ACTIVITY:
Scan the entries below and return each line that contains "SubscriberSet".

Stored data entries
__________________________________________________

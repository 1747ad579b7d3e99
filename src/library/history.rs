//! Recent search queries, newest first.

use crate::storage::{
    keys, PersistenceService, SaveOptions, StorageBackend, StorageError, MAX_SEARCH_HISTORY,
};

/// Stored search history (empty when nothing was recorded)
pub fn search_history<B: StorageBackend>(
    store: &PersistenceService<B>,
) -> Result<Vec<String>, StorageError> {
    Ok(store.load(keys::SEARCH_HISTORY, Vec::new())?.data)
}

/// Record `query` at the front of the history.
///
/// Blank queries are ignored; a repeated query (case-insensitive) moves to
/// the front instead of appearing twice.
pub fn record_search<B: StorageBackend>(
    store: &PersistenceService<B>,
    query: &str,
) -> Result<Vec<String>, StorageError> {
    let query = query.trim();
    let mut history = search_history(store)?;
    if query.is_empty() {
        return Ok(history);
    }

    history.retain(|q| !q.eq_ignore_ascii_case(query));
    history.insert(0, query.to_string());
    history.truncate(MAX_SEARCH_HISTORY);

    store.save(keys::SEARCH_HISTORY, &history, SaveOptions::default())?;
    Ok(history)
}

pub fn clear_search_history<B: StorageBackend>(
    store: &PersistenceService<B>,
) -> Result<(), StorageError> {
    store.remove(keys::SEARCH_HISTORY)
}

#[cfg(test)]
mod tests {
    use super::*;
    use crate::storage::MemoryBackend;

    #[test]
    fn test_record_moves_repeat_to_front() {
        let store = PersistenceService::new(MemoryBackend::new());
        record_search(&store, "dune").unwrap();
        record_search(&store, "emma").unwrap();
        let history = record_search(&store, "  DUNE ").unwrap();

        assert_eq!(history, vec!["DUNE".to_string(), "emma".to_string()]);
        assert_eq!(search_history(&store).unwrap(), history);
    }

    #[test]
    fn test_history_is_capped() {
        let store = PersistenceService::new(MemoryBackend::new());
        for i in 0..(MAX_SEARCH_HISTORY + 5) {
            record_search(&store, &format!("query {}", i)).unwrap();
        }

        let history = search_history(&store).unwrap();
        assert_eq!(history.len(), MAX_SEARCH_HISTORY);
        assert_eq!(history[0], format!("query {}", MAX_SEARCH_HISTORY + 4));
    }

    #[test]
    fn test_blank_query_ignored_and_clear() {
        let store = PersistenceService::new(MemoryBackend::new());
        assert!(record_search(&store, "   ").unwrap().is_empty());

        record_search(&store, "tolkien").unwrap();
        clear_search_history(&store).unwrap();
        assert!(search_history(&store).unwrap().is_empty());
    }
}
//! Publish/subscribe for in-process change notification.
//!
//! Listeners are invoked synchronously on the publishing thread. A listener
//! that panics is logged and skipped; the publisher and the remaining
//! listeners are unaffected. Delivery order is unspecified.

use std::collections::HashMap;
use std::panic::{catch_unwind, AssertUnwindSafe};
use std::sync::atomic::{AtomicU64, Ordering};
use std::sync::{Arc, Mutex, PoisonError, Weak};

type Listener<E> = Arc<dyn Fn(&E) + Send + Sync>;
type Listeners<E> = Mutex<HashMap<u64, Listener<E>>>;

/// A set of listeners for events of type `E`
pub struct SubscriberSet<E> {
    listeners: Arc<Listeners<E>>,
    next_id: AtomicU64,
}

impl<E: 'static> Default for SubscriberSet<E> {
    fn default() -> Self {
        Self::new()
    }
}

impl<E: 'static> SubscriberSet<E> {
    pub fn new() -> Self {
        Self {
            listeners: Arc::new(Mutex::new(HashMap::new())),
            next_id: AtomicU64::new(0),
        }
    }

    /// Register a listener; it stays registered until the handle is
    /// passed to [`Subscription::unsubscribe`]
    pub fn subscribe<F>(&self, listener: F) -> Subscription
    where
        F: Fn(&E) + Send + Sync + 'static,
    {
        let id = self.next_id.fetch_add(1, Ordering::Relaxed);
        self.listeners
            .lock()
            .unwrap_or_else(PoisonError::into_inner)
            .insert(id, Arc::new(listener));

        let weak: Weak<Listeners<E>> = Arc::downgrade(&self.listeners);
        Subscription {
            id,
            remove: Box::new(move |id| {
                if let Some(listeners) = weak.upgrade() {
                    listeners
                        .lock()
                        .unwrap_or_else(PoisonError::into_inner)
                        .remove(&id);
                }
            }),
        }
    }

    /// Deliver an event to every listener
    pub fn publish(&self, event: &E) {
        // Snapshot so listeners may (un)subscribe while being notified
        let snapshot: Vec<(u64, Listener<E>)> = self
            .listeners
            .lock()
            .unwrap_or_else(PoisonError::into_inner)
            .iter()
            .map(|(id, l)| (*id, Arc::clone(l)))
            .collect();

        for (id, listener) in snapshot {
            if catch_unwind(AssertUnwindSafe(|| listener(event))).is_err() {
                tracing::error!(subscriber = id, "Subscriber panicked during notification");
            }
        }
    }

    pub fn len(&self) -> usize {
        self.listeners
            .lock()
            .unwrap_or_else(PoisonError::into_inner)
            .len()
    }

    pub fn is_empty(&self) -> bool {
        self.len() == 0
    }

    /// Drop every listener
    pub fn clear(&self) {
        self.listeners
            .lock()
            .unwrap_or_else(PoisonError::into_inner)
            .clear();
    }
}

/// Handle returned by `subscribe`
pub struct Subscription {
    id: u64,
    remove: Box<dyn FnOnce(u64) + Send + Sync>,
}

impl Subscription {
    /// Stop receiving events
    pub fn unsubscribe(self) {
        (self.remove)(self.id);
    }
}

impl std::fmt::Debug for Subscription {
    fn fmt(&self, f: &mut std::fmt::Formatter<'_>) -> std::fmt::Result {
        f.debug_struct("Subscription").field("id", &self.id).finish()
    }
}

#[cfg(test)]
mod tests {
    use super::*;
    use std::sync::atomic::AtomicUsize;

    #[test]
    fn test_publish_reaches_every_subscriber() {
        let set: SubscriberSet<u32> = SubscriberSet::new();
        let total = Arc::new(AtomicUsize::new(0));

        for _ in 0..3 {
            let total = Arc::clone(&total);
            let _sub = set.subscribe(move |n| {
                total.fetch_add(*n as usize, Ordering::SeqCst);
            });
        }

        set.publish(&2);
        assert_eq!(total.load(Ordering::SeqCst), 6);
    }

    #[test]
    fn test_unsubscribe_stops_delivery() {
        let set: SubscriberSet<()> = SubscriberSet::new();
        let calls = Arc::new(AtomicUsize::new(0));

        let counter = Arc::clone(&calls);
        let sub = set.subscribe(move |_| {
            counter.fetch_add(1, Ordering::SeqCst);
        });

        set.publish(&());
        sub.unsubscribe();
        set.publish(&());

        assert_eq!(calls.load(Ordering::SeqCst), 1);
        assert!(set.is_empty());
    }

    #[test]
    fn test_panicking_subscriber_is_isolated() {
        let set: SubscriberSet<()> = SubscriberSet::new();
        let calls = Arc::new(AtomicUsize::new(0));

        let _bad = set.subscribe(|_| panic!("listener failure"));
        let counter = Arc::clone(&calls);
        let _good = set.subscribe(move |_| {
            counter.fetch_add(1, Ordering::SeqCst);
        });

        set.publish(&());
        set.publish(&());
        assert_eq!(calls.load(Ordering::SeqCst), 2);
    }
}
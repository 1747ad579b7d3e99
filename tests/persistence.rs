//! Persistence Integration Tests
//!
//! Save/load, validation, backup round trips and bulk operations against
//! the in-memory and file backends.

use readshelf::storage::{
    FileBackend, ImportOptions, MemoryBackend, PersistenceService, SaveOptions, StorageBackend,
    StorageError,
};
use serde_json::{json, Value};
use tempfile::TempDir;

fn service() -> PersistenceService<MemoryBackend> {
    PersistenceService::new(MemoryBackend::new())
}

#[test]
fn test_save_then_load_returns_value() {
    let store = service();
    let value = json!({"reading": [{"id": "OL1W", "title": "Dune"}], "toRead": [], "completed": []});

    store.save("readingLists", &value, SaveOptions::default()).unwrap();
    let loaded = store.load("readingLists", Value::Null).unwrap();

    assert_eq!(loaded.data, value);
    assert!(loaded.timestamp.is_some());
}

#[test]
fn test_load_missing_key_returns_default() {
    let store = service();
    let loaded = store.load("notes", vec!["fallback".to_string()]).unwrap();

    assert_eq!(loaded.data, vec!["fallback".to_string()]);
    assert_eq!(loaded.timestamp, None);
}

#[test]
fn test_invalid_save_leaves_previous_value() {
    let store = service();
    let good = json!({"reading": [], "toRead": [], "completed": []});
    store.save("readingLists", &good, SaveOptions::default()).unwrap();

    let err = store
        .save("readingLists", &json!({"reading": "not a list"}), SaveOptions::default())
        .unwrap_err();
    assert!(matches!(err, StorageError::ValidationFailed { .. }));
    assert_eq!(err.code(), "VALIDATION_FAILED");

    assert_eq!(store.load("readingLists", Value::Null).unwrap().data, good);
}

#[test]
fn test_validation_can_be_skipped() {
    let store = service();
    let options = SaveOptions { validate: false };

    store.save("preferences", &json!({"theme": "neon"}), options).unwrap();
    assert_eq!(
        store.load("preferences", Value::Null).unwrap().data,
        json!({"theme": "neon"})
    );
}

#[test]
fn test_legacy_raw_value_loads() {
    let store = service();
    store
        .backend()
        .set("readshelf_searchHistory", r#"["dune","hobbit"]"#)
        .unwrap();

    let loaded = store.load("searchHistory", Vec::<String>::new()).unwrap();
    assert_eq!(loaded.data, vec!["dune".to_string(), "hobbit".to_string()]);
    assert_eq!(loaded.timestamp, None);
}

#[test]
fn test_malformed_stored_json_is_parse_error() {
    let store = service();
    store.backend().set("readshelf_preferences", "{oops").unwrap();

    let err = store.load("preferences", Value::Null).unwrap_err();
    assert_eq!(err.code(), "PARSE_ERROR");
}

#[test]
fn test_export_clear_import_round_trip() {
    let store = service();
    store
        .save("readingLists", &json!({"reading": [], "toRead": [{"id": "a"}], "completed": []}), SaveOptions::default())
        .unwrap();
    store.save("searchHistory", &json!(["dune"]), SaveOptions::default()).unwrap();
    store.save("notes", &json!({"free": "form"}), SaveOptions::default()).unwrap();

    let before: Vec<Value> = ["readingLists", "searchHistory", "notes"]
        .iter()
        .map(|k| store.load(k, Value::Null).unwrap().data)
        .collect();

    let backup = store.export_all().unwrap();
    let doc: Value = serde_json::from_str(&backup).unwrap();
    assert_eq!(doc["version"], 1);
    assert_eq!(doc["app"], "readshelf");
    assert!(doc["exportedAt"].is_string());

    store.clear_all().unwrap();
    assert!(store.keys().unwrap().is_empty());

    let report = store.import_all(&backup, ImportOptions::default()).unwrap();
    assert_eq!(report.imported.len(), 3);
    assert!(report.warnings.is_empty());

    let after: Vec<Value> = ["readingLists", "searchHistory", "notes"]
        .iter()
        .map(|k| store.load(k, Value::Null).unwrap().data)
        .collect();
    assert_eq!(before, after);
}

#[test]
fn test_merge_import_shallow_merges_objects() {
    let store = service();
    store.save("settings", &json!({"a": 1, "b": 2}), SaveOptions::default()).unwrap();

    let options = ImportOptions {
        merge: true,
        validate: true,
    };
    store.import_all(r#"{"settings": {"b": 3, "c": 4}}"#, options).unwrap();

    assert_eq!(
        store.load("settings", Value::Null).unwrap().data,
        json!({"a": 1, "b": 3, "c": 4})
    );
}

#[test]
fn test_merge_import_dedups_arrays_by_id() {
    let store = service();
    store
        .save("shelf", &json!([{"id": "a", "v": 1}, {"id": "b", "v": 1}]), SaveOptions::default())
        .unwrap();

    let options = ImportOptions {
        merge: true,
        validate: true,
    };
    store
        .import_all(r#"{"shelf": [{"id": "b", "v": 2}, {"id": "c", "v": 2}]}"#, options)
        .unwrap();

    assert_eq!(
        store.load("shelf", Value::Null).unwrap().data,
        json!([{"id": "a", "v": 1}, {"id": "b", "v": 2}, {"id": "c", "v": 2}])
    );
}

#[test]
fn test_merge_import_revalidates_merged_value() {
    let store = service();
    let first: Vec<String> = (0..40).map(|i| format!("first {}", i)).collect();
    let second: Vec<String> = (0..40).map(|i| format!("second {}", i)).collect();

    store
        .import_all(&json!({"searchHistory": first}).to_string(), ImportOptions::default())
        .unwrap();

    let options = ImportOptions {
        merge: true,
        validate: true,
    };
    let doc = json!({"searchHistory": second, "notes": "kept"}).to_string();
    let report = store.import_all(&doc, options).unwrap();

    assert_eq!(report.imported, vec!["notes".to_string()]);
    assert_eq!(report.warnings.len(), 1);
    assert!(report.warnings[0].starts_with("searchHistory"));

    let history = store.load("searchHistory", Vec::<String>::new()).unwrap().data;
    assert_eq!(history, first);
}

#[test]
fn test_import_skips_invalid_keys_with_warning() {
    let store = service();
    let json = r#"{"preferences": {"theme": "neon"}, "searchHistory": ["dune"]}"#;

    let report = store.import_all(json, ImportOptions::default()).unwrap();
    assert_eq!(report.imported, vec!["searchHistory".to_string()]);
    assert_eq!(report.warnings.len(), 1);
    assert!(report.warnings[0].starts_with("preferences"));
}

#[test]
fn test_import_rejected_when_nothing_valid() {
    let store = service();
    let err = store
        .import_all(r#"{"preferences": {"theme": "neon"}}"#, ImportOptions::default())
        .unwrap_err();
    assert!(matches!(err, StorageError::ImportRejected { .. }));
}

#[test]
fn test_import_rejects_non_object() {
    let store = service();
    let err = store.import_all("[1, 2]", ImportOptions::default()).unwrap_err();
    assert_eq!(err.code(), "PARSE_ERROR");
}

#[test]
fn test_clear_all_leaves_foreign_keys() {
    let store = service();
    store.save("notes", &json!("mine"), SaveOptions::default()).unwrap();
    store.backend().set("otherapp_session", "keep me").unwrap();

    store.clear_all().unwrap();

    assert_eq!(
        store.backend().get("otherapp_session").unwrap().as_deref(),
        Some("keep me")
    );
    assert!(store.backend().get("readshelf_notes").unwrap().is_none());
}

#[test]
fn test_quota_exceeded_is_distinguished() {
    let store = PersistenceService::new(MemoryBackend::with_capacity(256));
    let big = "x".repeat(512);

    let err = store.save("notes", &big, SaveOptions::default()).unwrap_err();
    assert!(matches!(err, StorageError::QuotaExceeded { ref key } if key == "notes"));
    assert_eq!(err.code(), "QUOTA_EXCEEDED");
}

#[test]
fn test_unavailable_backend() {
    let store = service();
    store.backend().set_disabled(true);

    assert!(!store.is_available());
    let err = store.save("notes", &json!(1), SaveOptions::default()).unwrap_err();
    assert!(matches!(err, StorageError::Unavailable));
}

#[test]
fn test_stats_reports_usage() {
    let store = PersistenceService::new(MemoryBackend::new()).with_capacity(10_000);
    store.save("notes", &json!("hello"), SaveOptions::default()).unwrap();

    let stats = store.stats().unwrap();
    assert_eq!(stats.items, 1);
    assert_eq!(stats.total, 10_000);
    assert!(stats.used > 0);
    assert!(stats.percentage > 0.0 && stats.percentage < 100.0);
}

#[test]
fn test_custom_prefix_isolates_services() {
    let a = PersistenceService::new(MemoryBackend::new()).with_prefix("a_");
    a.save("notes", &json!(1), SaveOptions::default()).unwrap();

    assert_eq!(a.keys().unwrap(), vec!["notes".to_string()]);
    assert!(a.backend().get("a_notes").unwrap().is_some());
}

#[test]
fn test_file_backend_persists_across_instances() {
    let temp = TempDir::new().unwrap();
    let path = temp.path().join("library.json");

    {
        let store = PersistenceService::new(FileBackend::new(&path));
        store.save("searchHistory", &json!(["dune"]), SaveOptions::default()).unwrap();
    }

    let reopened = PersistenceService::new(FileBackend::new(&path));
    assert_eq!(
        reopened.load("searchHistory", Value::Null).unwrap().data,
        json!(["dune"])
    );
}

__________________________________________________

EXERCISE OUTPUT:
pub struct SubscriberSet<E> {
impl<E: 'static> Default for SubscriberSet<E> {
impl<E: 'static> SubscriberSet<E> {
        let set: SubscriberSet<u32> = SubscriberSet::new();
        let set: SubscriberSet<()> = SubscriberSet::new();
        let set: SubscriberSet<()> = SubscriberSet::new();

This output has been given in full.